Pocketome: an encyclopedia of small-molecule binding sites in 4D

Abstract

The importance of binding site plasticity in protein-ligand interactions is well-recognized, and so are the difficulties in predicting the nature and the degree of this plasticity by computational means. To assist in understanding the flexible protein-ligand interactions, we constructed the Pocketome, an encyclopedia of about one thousand experimentally solved conformational ensembles of druggable binding sites in proteins, grouped by location and consistent chain/cofactor composition. The multiplicity of pockets within the ensembles adds an extra, fourth dimension to the Pocketome entry data. Within each ensemble, the pockets were carefully classified by the degree of their pairwise similarity and compatibility with different ligands. The core of the Pocketome is derived regularly and automatically from the current releases of the Protein Data Bank and the Uniprot Knowledgebase; this core is complemented by entries built from manually provided seed ligand locations. The Pocketome website (www.pocketome.org) allows searching for the sites of interest, analysis of conformational clusters, important residues, binding compatibility matrices and interactive visualization of the ensembles using the ActiveICM web browser plugin. The Pocketome collection can be used to build multi-conformational docking and 3D activity models as well as to design cross-docking and virtual ligand screening benchmarks.

Figure 1.

Pocketome data flow. The central part of the pipeline is the siteFinder algorithm. The input for it is generated automatically (by joining several major external databases) or manually. The output of the siteFinder utility in the form of tagged 3D ensembles forms the core of the Pocketome encyclopedia.

Figure 2.

Summary of a single Pocketome page content exemplified by the entry for adenosine A_2A receptor. The snapshots were made in August 2011, when four structures of this protein with various modulators were available in PDB (29–31). (A) Summary information: binding site composition (a single polypeptide chain, A1, representing the Uniprot entry AA2AR_HUMAN), list of binding site residues, full PDB list with links. (B) Pocket contact map allows quick identification of conserved (e.g. F168) or ligand-specific (e.g.
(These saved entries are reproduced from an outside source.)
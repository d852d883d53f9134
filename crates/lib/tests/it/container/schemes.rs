//! Scheme-specific key handling: simple, password-derived and shared.

use recordvault::{Container, EncryptionScheme, StoreKind};

use super::helpers::*;
use crate::helpers::*;

#[test]
fn test_store_kinds_select_schemes() {
    assert_eq!(StoreKind::Plain.scheme(), EncryptionScheme::Simple);
    assert_eq!(StoreKind::Main.scheme(), EncryptionScheme::PasswordDerived);
    assert_eq!(StoreKind::Shared.scheme(), EncryptionScheme::Shared);
}

#[tokio::test]
async fn test_simple_container_round_trip() {
    let mut container = Container::new(EncryptionScheme::Simple);
    let raw = sealed_envelope(&mut container, b"scratch").await;
    assert!(!raw.windows(7).any(|w| w == b"scratch"));

    container.deserialize(&raw).expect("Failed to load envelope");
    assert_eq!(read_note(&mut container).await.expect("read"), b"scratch");
}

#[tokio::test]
async fn test_password_container_reopens_with_same_password() {
    let mut container = password_container("hunter2");
    let raw = sealed_envelope(&mut container, b"top secret").await;

    let mut reopened = password_container("hunter2");
    reopened.deserialize(&raw).expect("Failed to load envelope");
    assert!(!reopened.is_unlocked());
    let body = read_note(&mut reopened).await.expect("Failed to decrypt");
    assert_eq!(body, b"top secret");
    assert!(reopened.is_unlocked());
    assert_eq!(reopened.key_fingerprint(), container.key_fingerprint());
}

#[tokio::test]
async fn test_wrong_password_is_decryption_failure() {
    let mut container = password_container("right");
    let raw = sealed_envelope(&mut container, b"data").await;

    let mut reopened = password_container("wrong");
    reopened.deserialize(&raw).expect("Failed to load envelope");
    let err = read_note(&mut reopened).await.unwrap_err();
    assert!(err.is_decryption_failed());

    // A corrected password works on the same instance.
    reopened.set_password("right").expect("set password");
    assert_eq!(read_note(&mut reopened).await.expect("read"), b"data");
}

#[tokio::test]
async fn test_setting_password_drops_cached_key() {
    let mut container = password_container("one");
    sealed_envelope(&mut container, b"data").await;
    assert!(container.is_unlocked());

    container.set_password("two").expect("set password");
    assert!(!container.is_unlocked());
    assert_eq!(container.password().map(|p| p.as_str()), Some("two"));
}

#[tokio::test]
async fn test_password_container_without_password_is_not_unlocked() {
    let mut sealed = password_container("pw");
    let raw = sealed_envelope(&mut sealed, b"data").await;

    let mut container =
        Container::new(EncryptionScheme::PasswordDerived).with_kdf_params(test_kdf_params());
    container.deserialize(&raw).expect("Failed to load envelope");
    let err = read_note(&mut container).await.unwrap_err();
    assert!(err.is_not_unlocked());
}

#[tokio::test]
async fn test_clear_requires_rederivation() {
    let mut container = password_container("pw");
    let raw = sealed_envelope(&mut container, b"data").await;

    container.clear();
    assert!(!container.is_unlocked());
    assert!(container.password().is_none());
    assert!(read_note(&mut container).await.unwrap_err().is_not_unlocked());

    container.deserialize(&raw).expect("Failed to load envelope");
    container.set_password("pw").expect("set password");
    assert_eq!(read_note(&mut container).await.expect("read"), b"data");
}

#[tokio::test]
async fn test_kdf_params_travel_with_envelope() {
    let mut container = password_container("pw");
    let raw = sealed_envelope(&mut container, b"data").await;

    // A container configured with default costs still derives with the
    // costs the envelope was sealed under.
    let mut reopened = Container::new(EncryptionScheme::PasswordDerived);
    reopened.set_password("pw").expect("set password");
    reopened.deserialize(&raw).expect("Failed to load envelope");
    assert_eq!(reopened.kdf_params(), &test_kdf_params());
    assert_eq!(read_note(&mut reopened).await.expect("read"), b"data");
}
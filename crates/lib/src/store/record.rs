//! Records, fields and tag normalization.
//!
//! Records are read through [`StoredRecord`], which accepts both the current
//! layout and older layouts (a `uuid` instead of `id`, a single `category`
//! instead of `tags`, missing timestamps) and resolves them into one canonical
//! [`Record`].

use std::cmp::Ordering;
use std::collections::BTreeSet;

use chrono::{DateTime, Utc};
use serde::{Deserialize, Serialize};

/// A single named value inside a record.
#[derive(Clone, Debug, PartialEq, Eq, Serialize, Deserialize)]
pub struct Field {
    pub name: String,
    pub value: String,
    /// Whether the value should be hidden by default when displayed.
    #[serde(default, skip_serializing_if = "is_false")]
    pub masked: bool,
}

fn is_false(value: &bool) -> bool {
    !*value
}

impl Field {
    pub fn new(name: impl Into<String>, value: impl Into<String>) -> Self {
        Self {
            name: name.into(),
            value: value.into(),
            masked: false,
        }
    }

    /// A field whose value is hidden by default.
    pub fn masked(name: impl Into<String>, value: impl Into<String>) -> Self {
        Self {
            masked: true,
            ..Self::new(name, value)
        }
    }
}

/// Strip commas from a tag. Commas delimit tags in exported data.
///
/// Whitespace and case are left untouched.
pub fn normalize_tag(tag: &str) -> String {
    tag.replace(',', "")
}

pub(crate) fn normalize_tags<I, T>(tags: I) -> BTreeSet<String>
where
    I: IntoIterator<Item = T>,
    T: AsRef<str>,
{
    tags.into_iter().map(|t| normalize_tag(t.as_ref())).collect()
}

/// A secret entry.
#[derive(Clone, Debug, PartialEq, Eq, Serialize)]
#[serde(rename_all = "camelCase")]
pub struct Record {
    /// Stable unique identifier.
    pub id: String,
    pub name: String,
    pub fields: Vec<Field>,
    pub tags: BTreeSet<String>,
    /// Time of the last mutation; drives last-write-wins merging.
    pub updated: DateTime<Utc>,
    #[serde(skip_serializing_if = "Option::is_none")]
    pub last_used: Option<DateTime<Utc>>,
    /// Tombstone flag.
    pub removed: bool,
}

impl Record {
    /// Build a live record with a fresh id.
    pub(crate) fn new<T: AsRef<str>>(
        name: impl Into<String>,
        fields: Vec<Field>,
        tags: impl IntoIterator<Item = T>,
        now: DateTime<Utc>,
    ) -> Self {
        Self {
            id: uuid::Uuid::new_v4().to_string(),
            name: name.into(),
            fields,
            tags: normalize_tags(tags),
            updated: now,
            last_used: Some(now),
            removed: false,
        }
    }

    pub fn is_removed(&self) -> bool {
        self.removed
    }

    /// Turn this record into a tombstone.
    ///
    /// `updated` always moves forward, even if the clock has not, so the
    /// tombstone supersedes the version it replaces.
    pub(crate) fn tombstone(&mut self, now: DateTime<Utc>) {
        self.name.clear();
        self.fields.clear();
        self.tags.clear();
        self.removed = true;
        self.updated = now.max(self.updated + chrono::Duration::milliseconds(1));
    }

    /// Whether this version should replace `existing` under last-write-wins.
    ///
    /// Newer `updated` wins. Equal timestamps with different content are
    /// broken by preferring tombstones, then the larger canonical encoding, so
    /// every replica picks the same winner.
    pub(crate) fn supersedes(&self, existing: &Record) -> bool {
        match self.updated.cmp(&existing.updated) {
            Ordering::Greater => true,
            Ordering::Less => false,
            Ordering::Equal if self == existing => false,
            Ordering::Equal => match (self.removed, existing.removed) {
                (true, false) => true,
                (false, true) => false,
                _ => self.canonical() > existing.canonical(),
            },
        }
    }

    fn canonical(&self) -> Vec<u8> {
        serde_json::to_vec(self).unwrap_or_default()
    }
}

/// Output form of a record. Adds a `uuid` mirror of `id` for older readers.
#[derive(Serialize)]
pub(crate) struct RecordOut<'a> {
    #[serde(flatten)]
    record: &'a Record,
    uuid: &'a str,
}

impl<'a> From<&'a Record> for RecordOut<'a> {
    fn from(record: &'a Record) -> Self {
        Self {
            record,
            uuid: &record.id,
        }
    }
}

/// Record as found in a decrypted payload.
#[derive(Debug, Deserialize)]
#[serde(untagged)]
pub(crate) enum StoredRecord {
    Current(CurrentRecord),
    Legacy(LegacyRecord),
}

#[derive(Debug, Deserialize)]
#[serde(rename_all = "camelCase")]
pub(crate) struct CurrentRecord {
    id: String,
    name: String,
    fields: Vec<Field>,
    tags: Vec<String>,
    updated: DateTime<Utc>,
    #[serde(default)]
    last_used: Option<DateTime<Utc>>,
    #[serde(default)]
    removed: bool,
}

#[derive(Debug, Deserialize)]
#[serde(rename_all = "camelCase")]
pub(crate) struct LegacyRecord {
    #[serde(default)]
    id: Option<String>,
    #[serde(default)]
    uuid: Option<String>,
    #[serde(default)]
    name: Option<String>,
    #[serde(default)]
    fields: Option<Vec<Field>>,
    #[serde(default)]
    tags: Option<Vec<String>>,
    #[serde(default)]
    category: Option<String>,
    #[serde(default)]
    updated: Option<Timestamp>,
    #[serde(default)]
    last_used: Option<Timestamp>,
    #[serde(default)]
    removed: Option<bool>,
}

/// Timestamps were once written as epoch milliseconds.
#[derive(Debug, Deserialize)]
#[serde(untagged)]
pub(crate) enum Timestamp {
    Text(DateTime<Utc>),
    Millis(i64),
}

impl Timestamp {
    fn resolve(self) -> Option<DateTime<Utc>> {
        match self {
            Timestamp::Text(ts) => Some(ts),
            Timestamp::Millis(ms) => DateTime::from_timestamp_millis(ms),
        }
    }
}

impl StoredRecord {
    /// Resolve into a canonical record. Returns whether a legacy layout was
    /// migrated.
    pub(crate) fn resolve(self, now: DateTime<Utc>) -> (Record, bool) {
        match self {
            StoredRecord::Current(r) => (
                Record {
                    id: r.id,
                    name: r.name,
                    fields: r.fields,
                    tags: normalize_tags(r.tags),
                    updated: r.updated,
                    last_used: r.last_used,
                    removed: r.removed,
                },
                false,
            ),
            StoredRecord::Legacy(r) => {
                let id = r
                    .id
                    .filter(|id| !id.is_empty())
                    .or(r.uuid.filter(|id| !id.is_empty()))
                    .unwrap_or_else(|| uuid::Uuid::new_v4().to_string());
                let tags = match (r.tags, r.category) {
                    (Some(tags), _) => normalize_tags(tags),
                    (None, Some(category)) if !category.is_empty() => normalize_tags([category]),
                    _ => BTreeSet::new(),
                };
                (
                    Record {
                        id,
                        name: r.name.unwrap_or_default(),
                        fields: r.fields.unwrap_or_default(),
                        tags,
                        updated: r.updated.and_then(Timestamp::resolve).unwrap_or(now),
                        last_used: r.last_used.and_then(Timestamp::resolve),
                        removed: r.removed.unwrap_or(false),
                    },
                    true,
                )
            }
        }
    }
}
C185 for NECA, PDB 2ydv) residue contacts; site contact map highlights in red the residues that require significant rearrangement to accommodate at least one of the ligands. (C) Pairwise pocket comparison: the conformation from a co-crystal with agonist UK-432097 (PDB 3eml) is significantly different from the other three, giving rise to two sterically distinct clusters. (D) A snapshot of the ActiveICM ensemble visualization window: NECA-bound conformation appears sterically incompatible with UK-432097 because of multiple rearrangements in the extracellular part of the protein; clashing residues highlighted in the site contact map in panel (B) are shown as transparent red spheres.